### PROBLEM TO WORK ON:
Search the entries below for the word "only" and copy every line where it appears.

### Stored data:
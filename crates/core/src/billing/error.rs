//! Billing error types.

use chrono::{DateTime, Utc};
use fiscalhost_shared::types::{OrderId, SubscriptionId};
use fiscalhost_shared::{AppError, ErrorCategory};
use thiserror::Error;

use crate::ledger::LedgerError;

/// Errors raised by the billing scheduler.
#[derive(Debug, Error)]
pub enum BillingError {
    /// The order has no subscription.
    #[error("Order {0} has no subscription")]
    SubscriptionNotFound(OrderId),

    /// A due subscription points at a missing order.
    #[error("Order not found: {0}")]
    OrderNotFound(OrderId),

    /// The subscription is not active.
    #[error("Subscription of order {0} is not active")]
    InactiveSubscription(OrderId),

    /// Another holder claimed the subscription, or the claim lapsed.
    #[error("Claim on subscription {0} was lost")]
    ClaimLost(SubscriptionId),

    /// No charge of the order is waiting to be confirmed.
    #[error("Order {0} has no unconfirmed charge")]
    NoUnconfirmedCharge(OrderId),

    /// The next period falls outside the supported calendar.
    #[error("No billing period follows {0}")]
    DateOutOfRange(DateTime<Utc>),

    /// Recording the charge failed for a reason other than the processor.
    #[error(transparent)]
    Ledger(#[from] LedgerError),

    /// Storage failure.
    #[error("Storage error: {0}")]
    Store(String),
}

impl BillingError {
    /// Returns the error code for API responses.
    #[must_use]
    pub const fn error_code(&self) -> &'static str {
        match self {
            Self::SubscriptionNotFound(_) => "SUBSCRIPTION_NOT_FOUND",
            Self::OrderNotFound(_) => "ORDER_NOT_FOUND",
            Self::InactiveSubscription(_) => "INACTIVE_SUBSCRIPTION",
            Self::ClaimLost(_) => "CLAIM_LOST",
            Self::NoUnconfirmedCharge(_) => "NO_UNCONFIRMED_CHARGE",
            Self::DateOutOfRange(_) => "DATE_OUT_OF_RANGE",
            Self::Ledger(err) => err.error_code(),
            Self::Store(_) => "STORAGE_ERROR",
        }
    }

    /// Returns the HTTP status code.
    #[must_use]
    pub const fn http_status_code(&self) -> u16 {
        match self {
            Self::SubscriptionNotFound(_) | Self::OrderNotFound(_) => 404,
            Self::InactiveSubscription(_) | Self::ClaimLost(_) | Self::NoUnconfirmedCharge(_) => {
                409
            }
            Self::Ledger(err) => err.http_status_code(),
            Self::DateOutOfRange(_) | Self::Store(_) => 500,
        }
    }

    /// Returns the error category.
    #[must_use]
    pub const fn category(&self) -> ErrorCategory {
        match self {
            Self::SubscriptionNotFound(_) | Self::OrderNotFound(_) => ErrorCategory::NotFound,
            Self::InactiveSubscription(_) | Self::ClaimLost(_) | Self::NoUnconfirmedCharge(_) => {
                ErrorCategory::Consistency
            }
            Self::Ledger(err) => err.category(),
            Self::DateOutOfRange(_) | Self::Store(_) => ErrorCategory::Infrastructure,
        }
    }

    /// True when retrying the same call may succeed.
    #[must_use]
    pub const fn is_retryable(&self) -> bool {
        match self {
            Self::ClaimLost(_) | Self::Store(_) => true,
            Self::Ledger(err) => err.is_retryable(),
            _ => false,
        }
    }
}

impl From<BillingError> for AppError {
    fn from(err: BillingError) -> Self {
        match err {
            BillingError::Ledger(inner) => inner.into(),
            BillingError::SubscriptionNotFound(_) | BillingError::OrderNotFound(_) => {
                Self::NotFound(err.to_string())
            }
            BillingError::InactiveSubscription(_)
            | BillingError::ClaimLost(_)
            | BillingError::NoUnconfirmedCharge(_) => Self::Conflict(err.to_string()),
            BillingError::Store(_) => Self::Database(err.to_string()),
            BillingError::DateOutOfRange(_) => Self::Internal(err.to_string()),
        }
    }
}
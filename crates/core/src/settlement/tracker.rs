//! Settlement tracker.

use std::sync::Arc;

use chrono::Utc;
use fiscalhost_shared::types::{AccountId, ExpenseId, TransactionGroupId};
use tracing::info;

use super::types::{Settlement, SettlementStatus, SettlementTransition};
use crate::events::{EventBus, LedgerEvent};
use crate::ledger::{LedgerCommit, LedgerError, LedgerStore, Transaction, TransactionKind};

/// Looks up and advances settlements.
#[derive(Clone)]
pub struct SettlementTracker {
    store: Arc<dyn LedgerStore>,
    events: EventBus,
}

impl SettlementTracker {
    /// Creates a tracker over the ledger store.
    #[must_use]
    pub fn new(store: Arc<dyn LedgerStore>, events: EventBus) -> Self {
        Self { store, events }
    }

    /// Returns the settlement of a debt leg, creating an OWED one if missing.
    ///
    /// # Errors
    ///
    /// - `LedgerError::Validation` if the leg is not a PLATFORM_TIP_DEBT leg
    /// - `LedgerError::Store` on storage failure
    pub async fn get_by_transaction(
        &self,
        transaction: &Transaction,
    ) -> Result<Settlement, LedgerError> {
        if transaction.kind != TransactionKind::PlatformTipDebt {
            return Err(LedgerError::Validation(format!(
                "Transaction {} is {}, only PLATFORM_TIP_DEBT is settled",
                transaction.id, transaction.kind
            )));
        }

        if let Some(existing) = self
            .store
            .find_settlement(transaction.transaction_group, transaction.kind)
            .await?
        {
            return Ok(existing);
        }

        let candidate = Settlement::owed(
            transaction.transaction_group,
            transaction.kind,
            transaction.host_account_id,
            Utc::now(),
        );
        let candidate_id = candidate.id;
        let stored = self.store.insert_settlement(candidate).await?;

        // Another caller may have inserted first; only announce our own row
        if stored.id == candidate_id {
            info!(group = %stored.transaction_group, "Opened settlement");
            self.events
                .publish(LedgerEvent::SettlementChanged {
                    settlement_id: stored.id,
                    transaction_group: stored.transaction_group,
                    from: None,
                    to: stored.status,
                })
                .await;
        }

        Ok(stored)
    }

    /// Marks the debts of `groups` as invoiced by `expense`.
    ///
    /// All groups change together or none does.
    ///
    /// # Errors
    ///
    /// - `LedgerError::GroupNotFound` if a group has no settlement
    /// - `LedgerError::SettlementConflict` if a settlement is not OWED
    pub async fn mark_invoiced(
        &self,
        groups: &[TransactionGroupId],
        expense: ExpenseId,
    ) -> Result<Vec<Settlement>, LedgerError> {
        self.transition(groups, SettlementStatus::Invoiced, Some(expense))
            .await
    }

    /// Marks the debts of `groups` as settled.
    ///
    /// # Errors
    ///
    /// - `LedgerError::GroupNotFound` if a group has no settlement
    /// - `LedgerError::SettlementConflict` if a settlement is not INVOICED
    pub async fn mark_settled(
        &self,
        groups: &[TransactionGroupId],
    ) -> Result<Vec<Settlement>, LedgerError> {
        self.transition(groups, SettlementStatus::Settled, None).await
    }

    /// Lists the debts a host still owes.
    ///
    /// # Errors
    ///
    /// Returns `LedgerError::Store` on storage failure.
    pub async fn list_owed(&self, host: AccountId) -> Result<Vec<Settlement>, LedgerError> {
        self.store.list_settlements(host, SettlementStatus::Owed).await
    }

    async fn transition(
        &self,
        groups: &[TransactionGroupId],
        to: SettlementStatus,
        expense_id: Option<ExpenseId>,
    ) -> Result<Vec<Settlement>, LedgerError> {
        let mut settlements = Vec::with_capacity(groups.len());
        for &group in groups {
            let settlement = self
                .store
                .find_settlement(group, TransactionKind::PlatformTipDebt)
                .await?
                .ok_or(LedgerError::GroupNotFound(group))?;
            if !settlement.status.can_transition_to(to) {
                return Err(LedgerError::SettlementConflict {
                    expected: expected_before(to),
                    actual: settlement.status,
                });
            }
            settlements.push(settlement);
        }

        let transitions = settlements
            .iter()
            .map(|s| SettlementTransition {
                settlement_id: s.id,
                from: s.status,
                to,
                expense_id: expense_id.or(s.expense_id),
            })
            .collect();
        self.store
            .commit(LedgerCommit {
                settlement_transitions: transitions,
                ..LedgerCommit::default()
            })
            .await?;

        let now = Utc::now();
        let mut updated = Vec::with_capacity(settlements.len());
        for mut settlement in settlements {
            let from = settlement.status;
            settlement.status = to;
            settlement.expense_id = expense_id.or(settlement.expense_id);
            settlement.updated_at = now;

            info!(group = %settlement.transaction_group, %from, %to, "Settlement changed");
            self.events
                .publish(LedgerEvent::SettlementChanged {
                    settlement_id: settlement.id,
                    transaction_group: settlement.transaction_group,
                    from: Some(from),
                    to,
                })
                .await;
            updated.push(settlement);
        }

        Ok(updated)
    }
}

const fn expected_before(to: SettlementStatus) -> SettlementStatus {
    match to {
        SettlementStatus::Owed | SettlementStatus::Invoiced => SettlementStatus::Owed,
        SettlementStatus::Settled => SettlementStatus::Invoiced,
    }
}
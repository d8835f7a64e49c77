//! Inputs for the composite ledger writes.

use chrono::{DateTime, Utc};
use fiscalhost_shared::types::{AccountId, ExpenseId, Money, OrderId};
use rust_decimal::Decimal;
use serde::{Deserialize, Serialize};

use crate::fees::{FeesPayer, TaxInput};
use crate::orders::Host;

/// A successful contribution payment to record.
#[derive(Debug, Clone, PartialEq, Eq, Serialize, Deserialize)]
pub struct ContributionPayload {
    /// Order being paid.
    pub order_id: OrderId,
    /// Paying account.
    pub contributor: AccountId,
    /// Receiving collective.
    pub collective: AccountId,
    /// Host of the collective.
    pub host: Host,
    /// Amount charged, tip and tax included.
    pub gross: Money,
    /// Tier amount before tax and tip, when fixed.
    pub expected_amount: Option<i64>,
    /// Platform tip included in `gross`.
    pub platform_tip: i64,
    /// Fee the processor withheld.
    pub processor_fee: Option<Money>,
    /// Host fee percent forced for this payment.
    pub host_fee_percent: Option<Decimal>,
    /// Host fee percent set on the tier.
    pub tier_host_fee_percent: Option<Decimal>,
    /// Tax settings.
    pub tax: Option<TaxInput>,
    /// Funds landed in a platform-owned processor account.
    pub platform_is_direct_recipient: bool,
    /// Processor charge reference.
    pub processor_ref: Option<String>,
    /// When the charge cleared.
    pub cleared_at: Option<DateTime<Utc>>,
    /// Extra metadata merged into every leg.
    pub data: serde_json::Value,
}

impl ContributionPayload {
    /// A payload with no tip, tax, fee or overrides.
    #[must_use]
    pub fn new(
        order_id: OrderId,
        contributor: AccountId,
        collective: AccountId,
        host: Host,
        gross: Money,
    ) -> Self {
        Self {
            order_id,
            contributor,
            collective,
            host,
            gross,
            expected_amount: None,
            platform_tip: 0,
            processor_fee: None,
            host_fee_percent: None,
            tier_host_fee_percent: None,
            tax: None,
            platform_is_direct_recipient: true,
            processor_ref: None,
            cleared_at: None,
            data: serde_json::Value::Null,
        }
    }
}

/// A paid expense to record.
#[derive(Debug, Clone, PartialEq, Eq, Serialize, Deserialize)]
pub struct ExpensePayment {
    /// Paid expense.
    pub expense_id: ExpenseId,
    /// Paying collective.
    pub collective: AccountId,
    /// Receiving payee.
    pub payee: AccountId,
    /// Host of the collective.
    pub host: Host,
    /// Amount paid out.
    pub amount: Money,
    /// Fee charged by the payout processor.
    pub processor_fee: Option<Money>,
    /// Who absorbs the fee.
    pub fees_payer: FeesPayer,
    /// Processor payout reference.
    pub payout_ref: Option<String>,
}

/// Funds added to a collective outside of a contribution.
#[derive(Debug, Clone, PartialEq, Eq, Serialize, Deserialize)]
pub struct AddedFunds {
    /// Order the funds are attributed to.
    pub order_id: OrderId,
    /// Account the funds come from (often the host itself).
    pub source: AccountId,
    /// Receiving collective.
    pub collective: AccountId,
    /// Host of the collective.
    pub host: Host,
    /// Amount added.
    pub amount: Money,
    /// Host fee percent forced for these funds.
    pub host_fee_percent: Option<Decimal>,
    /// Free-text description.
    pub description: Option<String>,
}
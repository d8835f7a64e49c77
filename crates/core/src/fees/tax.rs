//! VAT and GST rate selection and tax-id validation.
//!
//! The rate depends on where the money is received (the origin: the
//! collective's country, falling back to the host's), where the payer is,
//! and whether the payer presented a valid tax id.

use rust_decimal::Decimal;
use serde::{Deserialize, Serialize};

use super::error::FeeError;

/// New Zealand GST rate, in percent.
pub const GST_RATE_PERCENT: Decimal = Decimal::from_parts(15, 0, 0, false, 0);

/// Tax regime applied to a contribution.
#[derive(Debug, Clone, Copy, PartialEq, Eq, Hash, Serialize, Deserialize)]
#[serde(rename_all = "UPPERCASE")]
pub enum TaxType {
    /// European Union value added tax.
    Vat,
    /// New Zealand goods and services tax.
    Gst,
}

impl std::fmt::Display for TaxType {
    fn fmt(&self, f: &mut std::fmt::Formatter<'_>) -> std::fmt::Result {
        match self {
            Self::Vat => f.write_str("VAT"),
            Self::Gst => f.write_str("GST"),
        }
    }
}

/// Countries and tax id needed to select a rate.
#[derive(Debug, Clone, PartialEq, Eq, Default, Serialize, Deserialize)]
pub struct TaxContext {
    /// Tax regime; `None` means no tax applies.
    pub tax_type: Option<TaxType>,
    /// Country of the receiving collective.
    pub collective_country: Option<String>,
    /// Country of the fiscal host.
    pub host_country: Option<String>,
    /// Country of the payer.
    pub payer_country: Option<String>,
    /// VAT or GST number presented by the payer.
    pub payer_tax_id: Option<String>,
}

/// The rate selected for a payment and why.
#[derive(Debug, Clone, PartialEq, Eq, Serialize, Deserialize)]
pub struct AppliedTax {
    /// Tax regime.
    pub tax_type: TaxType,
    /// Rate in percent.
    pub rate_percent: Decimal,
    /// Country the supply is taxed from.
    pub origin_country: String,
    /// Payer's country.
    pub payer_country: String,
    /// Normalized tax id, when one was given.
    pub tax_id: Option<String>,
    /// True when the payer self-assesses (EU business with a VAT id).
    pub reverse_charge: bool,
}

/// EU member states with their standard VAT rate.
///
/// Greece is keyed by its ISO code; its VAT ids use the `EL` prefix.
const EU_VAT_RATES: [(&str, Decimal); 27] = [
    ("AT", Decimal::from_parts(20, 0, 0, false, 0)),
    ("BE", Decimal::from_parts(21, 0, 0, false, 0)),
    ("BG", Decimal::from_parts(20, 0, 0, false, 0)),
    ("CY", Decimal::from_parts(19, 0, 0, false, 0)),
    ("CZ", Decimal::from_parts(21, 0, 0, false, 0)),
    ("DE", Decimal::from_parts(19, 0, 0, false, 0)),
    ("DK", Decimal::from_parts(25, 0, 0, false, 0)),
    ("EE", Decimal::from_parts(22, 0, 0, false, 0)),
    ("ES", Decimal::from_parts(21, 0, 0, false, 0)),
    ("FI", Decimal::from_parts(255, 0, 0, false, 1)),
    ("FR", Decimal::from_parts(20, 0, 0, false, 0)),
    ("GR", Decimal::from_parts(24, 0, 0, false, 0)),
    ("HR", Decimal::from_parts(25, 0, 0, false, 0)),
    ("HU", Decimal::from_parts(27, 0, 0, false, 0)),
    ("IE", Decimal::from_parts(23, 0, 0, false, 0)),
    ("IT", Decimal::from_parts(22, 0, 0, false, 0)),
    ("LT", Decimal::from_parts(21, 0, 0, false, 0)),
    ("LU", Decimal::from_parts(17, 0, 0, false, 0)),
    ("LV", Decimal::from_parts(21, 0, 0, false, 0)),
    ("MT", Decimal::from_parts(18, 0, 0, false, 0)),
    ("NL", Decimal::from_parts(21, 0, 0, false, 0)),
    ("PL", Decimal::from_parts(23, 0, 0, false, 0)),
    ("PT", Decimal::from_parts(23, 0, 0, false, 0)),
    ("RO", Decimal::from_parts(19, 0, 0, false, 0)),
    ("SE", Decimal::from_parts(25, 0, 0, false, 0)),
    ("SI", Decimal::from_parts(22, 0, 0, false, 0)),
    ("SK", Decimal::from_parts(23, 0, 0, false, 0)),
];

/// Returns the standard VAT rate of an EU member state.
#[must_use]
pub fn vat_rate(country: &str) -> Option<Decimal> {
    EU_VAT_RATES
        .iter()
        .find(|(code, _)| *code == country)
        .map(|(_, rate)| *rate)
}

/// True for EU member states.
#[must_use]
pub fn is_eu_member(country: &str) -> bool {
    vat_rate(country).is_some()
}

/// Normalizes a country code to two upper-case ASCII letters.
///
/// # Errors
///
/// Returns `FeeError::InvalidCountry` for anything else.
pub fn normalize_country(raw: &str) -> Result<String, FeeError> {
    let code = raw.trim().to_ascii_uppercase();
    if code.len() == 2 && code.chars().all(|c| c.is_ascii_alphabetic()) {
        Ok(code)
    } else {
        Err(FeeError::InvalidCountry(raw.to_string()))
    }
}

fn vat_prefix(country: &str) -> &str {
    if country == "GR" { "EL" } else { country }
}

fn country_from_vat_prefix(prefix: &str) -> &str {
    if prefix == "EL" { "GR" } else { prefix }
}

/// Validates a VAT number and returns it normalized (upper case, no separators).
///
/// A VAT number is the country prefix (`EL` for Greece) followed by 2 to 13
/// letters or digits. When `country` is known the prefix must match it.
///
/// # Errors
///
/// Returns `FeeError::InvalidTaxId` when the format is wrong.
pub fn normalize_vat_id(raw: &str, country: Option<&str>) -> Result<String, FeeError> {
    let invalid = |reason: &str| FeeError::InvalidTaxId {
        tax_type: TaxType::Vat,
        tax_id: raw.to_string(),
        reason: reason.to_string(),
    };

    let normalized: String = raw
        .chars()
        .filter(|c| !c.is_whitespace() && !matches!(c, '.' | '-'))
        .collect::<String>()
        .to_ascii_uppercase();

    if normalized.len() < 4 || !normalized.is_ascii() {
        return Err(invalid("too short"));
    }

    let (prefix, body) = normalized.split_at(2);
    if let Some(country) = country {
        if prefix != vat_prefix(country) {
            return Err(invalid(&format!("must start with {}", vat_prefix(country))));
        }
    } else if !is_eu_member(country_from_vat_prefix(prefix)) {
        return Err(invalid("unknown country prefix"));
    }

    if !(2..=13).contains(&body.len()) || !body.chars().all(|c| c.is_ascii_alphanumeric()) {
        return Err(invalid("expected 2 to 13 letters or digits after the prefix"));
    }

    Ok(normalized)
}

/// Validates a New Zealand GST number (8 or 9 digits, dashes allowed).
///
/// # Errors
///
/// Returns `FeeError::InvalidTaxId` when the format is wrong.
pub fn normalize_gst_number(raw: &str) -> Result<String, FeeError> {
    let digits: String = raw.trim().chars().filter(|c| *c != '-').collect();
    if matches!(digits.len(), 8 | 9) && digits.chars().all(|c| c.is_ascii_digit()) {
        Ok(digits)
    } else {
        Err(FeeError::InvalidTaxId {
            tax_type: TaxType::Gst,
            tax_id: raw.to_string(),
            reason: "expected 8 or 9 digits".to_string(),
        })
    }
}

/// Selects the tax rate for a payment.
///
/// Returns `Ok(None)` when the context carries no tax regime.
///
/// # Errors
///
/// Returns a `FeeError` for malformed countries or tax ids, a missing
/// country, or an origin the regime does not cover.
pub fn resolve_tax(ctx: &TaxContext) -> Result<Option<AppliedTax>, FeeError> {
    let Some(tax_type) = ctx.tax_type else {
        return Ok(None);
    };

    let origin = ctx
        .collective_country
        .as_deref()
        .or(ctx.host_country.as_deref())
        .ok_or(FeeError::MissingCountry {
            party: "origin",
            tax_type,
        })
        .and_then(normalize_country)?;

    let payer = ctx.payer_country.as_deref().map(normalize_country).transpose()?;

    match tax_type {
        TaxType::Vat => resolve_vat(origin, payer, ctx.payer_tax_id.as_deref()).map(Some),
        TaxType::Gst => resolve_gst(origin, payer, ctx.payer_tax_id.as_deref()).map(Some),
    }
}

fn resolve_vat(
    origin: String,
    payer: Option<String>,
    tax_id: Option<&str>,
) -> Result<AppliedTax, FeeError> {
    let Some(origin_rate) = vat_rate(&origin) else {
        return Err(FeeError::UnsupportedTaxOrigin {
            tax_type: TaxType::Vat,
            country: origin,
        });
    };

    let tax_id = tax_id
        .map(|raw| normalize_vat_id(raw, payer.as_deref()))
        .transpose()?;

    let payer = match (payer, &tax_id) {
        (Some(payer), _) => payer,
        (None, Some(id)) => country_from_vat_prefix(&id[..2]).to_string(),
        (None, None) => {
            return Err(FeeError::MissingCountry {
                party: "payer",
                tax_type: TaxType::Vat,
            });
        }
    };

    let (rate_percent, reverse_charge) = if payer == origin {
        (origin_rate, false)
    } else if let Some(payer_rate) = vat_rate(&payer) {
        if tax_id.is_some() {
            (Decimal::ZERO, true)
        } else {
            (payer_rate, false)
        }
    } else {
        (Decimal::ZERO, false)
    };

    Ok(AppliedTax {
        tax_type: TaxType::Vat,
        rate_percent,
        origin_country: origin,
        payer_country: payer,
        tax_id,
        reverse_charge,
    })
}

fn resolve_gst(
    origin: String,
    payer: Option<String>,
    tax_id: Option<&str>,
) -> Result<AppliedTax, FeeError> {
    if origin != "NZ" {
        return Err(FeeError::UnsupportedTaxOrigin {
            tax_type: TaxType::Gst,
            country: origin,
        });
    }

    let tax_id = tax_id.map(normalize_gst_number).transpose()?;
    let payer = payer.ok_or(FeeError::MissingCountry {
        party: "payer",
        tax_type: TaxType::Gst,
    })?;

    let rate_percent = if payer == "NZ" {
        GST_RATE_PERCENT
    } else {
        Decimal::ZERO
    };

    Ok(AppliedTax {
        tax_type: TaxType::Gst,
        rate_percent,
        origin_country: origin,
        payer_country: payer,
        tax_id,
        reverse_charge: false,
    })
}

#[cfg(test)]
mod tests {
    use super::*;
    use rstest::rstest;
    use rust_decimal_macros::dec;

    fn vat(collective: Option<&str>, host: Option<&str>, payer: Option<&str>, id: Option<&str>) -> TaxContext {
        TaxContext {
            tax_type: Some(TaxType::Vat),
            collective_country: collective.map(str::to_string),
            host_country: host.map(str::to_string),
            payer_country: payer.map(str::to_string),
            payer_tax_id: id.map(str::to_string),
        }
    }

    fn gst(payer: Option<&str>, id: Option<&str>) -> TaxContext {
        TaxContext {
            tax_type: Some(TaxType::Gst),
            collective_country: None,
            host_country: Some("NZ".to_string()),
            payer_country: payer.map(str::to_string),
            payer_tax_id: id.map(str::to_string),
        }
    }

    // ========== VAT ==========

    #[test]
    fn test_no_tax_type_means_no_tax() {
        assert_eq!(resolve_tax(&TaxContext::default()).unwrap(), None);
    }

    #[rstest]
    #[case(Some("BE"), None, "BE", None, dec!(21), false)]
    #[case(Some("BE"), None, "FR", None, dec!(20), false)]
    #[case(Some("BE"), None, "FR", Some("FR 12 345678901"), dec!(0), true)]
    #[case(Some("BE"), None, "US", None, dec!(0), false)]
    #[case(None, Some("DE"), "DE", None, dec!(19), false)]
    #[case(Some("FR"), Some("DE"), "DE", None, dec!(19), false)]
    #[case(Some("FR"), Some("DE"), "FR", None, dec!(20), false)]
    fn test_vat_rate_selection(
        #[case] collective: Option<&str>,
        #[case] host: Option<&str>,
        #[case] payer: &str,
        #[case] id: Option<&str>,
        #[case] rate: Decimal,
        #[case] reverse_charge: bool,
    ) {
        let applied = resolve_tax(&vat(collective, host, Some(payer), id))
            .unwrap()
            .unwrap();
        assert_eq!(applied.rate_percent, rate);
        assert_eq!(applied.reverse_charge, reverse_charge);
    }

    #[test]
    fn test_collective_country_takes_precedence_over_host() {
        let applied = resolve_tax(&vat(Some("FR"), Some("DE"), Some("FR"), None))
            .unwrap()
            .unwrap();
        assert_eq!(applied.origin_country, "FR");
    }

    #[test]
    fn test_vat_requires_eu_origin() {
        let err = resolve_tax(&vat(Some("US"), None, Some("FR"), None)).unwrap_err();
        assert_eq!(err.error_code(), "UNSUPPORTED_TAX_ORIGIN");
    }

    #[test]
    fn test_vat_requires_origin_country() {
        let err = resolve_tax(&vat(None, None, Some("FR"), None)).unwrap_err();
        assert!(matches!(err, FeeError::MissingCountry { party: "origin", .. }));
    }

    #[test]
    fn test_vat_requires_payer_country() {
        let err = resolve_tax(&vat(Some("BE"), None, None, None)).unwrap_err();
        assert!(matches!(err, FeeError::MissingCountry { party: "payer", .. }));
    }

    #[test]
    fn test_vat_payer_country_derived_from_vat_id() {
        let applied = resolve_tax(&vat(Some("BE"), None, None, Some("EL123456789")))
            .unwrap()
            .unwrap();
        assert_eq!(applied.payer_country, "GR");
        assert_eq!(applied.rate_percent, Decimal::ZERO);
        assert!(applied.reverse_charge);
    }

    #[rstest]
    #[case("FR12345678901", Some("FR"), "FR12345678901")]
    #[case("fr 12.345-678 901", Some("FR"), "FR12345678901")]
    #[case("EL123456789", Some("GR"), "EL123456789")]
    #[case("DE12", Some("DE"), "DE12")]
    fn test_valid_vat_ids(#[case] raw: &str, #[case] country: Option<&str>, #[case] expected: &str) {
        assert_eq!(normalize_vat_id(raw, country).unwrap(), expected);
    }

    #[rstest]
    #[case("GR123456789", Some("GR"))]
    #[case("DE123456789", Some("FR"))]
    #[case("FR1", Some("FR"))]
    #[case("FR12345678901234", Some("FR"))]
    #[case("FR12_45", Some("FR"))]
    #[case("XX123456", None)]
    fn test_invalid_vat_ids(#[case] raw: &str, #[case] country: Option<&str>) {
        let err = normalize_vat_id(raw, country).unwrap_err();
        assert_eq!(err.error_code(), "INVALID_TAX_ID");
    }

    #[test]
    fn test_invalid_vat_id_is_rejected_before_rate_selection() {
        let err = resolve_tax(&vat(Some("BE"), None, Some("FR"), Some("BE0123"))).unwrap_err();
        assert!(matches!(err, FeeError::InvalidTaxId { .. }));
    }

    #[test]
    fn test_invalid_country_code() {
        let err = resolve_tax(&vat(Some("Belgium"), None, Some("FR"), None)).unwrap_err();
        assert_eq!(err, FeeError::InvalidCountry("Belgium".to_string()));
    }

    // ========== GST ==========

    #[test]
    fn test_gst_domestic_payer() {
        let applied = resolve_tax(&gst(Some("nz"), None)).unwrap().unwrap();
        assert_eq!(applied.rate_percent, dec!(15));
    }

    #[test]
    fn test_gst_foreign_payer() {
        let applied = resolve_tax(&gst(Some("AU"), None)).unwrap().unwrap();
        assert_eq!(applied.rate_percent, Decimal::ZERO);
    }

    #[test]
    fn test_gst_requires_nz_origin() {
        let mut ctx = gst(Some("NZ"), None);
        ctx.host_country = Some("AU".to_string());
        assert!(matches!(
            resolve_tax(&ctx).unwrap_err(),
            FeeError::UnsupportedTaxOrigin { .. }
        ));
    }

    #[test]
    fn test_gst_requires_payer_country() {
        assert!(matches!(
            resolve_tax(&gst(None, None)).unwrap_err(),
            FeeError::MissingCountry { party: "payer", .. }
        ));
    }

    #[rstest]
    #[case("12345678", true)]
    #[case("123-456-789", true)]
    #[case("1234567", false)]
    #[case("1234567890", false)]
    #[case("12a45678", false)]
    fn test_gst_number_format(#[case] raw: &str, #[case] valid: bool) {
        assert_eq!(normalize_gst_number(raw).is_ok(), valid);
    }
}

### YOUR SOLUTION:
                "Transaction {} is {}, only PLATFORM_TIP_DEBT is settled",
        // Another caller may have inserted first; only announce our own row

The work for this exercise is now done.